* **EXERCISE PROMPT**
I would like every record below transcribed exactly as it is.

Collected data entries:
■ ■ ■

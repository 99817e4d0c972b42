use data_viewer::app::DataViewerApp;
use data_viewer::config::ViewerConfig;
use eframe::egui;

fn main() -> anyhow::Result<()> {
    env_logger::init();

    let config = ViewerConfig::from_env()?;
    let title = config.title.clone();

    let options = eframe::NativeOptions {
        viewport: egui::ViewportBuilder::default()
            .with_inner_size([1200.0, 800.0])
            .with_min_inner_size([600.0, 400.0]),
        ..Default::default()
    };

    eframe::run_native(
        &title,
        options,
        Box::new(move |_cc| Ok(Box::new(DataViewerApp::new(config)))),
    )
    .map_err(|e| anyhow::anyhow!("running viewer: {e}"))
}
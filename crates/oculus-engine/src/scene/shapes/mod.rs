pub mod mesh;

pub use mesh::MeshCmd;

■ ■ ■

* **ANSWER SPACE**
repository 99817e4d0c972b42
use data_viewer::app::DataViewerApp;
use data_viewer::config::ViewerConfig;
use eframe::egui;

fn main() -> anyhow::Result<()> {
    env_logger::init();

    let config = ViewerConfig::from_env()?;
    let title = config.title.clone();

    let options = eframe::NativeOptions {
        viewport: egui::ViewportBuilder::default()
            .with_inner_size([1200.0, 800.0])
            .with_min_inner_size([600.0, 400.0]),
        ..Default::default()
    };

    eframe::run_native(
        &title,
        options,
        Box::new(move |_cc| Ok(Box::new(DataViewerApp::new(config)))),
    )
    .map_err(|e| anyhow::anyhow!("running viewer: {e}"))
}
filename crates/oculus-engine/src/scene/shapes/mod.rs
pub mod mesh;

pub use mesh::MeshCmd;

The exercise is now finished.